- [What is required]:
Go from the first line below to the one with "of a library" and print each line exactly.

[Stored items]
···

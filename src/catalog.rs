//! The footprints available for association.
//!
//! A catalog is built once, then only read; share it behind an `Arc`.

use std::collections::HashMap;
use std::path::Path;

use globset::{GlobBuilder, GlobSet, GlobSetBuilder};

use crate::context::ParserContext;
use crate::error::{Error, FormatError};
use crate::text::read_with_unknown_encoding;
use crate::Component;

/// One footprint of a library
#[derive(Debug, Clone, PartialEq, Eq, Default)]
pub struct FootprintInfo {
    pub name: String,
    pub doc: String,
    pub keywords: String,
    /// Library the footprint was read from
    pub library: String,
}

impl FootprintInfo {
    pub fn new(name: impl Into<String>) -> Self {
        Self {
            name: name.into(),
            ..Default::default()
        }
    }
}

#[derive(Debug, Clone, Default)]
pub struct FootprintCatalog {
    entries: Vec<FootprintInfo>,
    index: HashMap<String, usize>,
}

impl FootprintCatalog {
    /// Build a catalog, keeping the first entry of each name
    pub fn new(entries: impl IntoIterator<Item = FootprintInfo>) -> Self {
        let mut catalog = Self::default();
        for entry in entries {
            if catalog.index.contains_key(&entry.name) {
                log::debug!(
                    "Footprint {} from {} shadowed by an earlier library",
                    entry.name,
                    entry.library
                );
                continue;
            }
            catalog.index.insert(entry.name.clone(), catalog.entries.len());
            catalog.entries.push(entry);
        }
        catalog
    }

    pub fn from_names<S: Into<String>>(names: impl IntoIterator<Item = S>) -> Self {
        Self::new(names.into_iter().map(FootprintInfo::new))
    }

    pub fn load_legacy_library(path: impl AsRef<Path>) -> Result<Self, Error> {
        Self::load_libraries([path])
    }

    /// Read legacy footprint libraries, in order
    pub fn load_libraries<P: AsRef<Path>>(
        paths: impl IntoIterator<Item = P>,
    ) -> Result<Self, Error> {
        let mut entries = vec![];
        for path in paths {
            let path = path.as_ref();
            let text = read_with_unknown_encoding(path).map_err(|e| Error::io(path, e))?;
            let library = path
                .file_stem()
                .map(|s| s.to_string_lossy().into_owned())
                .unwrap_or_default();
            entries.extend(parse_legacy_library(&text, &library)?);
        }
        let catalog = Self::new(entries);
        log::debug!("Loaded {} footprints", catalog.len());
        Ok(catalog)
    }

    pub fn entries(&self) -> &[FootprintInfo] {
        &self.entries
    }

    pub fn get(&self, name: &str) -> Option<&FootprintInfo> {
        self.index.get(name).map(|&i| &self.entries[i])
    }

    pub fn contains(&self, name: &str) -> bool {
        self.index.contains_key(name)
    }

    pub fn len(&self) -> usize {
        self.entries.len()
    }

    pub fn is_empty(&self) -> bool {
        self.entries.is_empty()
    }

    /// Candidates for a component, in catalog order.
    ///
    /// Without filter patterns every footprint is a candidate. An empty result
    /// is not an error; falling back to the whole catalog is up to the caller.
    pub fn matching(&self, component: &Component) -> Vec<&FootprintInfo> {
        if component.filters.is_empty() {
            return self.entries.iter().collect();
        }
        let filter = FootprintFilter::new(&component.filters);
        self.entries
            .iter()
            .filter(|entry| filter.is_match(&entry.name))
            .collect()
    }
}

/// A component's filter patterns compiled into one matcher.
///
/// Only `*` and `?` are wildcards; everything else matches itself, case-sensitively.
#[derive(Debug, Clone)]
pub struct FootprintFilter {
    set: GlobSet,
}

impl FootprintFilter {
    pub fn new<S: AsRef<str>>(patterns: &[S]) -> Self {
        let mut builder = GlobSetBuilder::new();
        for pattern in patterns {
            let pattern = pattern.as_ref();
            let glob = GlobBuilder::new(&wildcard_to_glob(pattern))
                .literal_separator(false)
                .backslash_escape(false)
                .build();
            match glob {
                Ok(glob) => {
                    builder.add(glob);
                }
                Err(e) => log::warn!("Ignoring footprint filter {pattern}: {e}"),
            }
        }
        let set = builder.build().unwrap_or_else(|e| {
            log::warn!("Ignoring footprint filters: {e}");
            GlobSet::empty()
        });
        Self { set }
    }

    pub fn is_match(&self, name: &str) -> bool {
        self.set.is_match(name)
    }
}

/// Quote glob metacharacters other than `*` and `?`, and collapse `**`
fn wildcard_to_glob(pattern: &str) -> String {
    let mut glob = String::with_capacity(pattern.len());
    for c in pattern.chars() {
        match c {
            '*' if glob.ends_with('*') => {}
            '[' | ']' | '{' | '}' => {
                glob.push('[');
                glob.push(c);
                glob.push(']');
            }
            _ => glob.push(c),
        }
    }
    glob
}

/// Footprint records of a legacy library:
///
/// ```text
/// $MODULE DIP-14
/// Cd 14 pins DIL package
/// Kw DIL DIP
/// ...
/// $EndMODULE DIP-14
/// ```
pub fn parse_legacy_library(text: &str, library: &str) -> Result<Vec<FootprintInfo>, FormatError> {
    let mut ctx = ParserContext::new(text);
    let mut entries = vec![];
    let mut current: Option<(usize, FootprintInfo)> = None;

    while let Some((line, text)) = ctx.next_line() {
        let text = text.trim();
        let (keyword, rest) = text
            .split_once(char::is_whitespace)
            .map(|(k, r)| (k, r.trim()))
            .unwrap_or((text, ""));

        match (keyword, current.as_mut()) {
            ("$MODULE", None) => {
                if rest.is_empty() {
                    return Err(ctx.malformed(line, "footprint without name"));
                }
                current = Some((
                    line,
                    FootprintInfo {
                        name: rest.to_owned(),
                        library: library.to_owned(),
                        ..Default::default()
                    },
                ));
            }
            ("$MODULE", Some(_)) => {
                return Err(ctx.malformed(line, "$MODULE inside another footprint"));
            }
            ("$EndMODULE", Some((_, info))) => {
                if !rest.is_empty() && rest != info.name {
                    return Err(ctx.malformed(line, format!("expected $EndMODULE {}", info.name)));
                }
                if let Some((_, info)) = current.take() {
                    entries.push(info);
                }
            }
            ("$EndMODULE", None) => {
                return Err(ctx.malformed(line, "$EndMODULE without $MODULE"));
            }
            ("Cd", Some((_, info))) => info.doc = rest.to_owned(),
            ("Kw", Some((_, info))) => info.keywords = rest.to_owned(),
            _ => {}
        }
    }

    if let Some((line, info)) = current {
        return Err(ctx.eof(format!(
            "$EndMODULE closing {} opened at line {line}",
            info.name
        )));
    }
    Ok(entries)
}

···

- [Task response]:
filename src/catalog.rs
//! The footprints available for association.
//!
//! A catalog is built once, then only read; share it behind an `Arc`.

use std::collections::HashMap;
use std::path::Path;

use globset::{GlobBuilder, GlobSet, GlobSetBuilder};

use crate::context::ParserContext;
use crate::error::{Error, FormatError};
use crate::text::read_with_unknown_encoding;
use crate::Component;

/// One footprint of a library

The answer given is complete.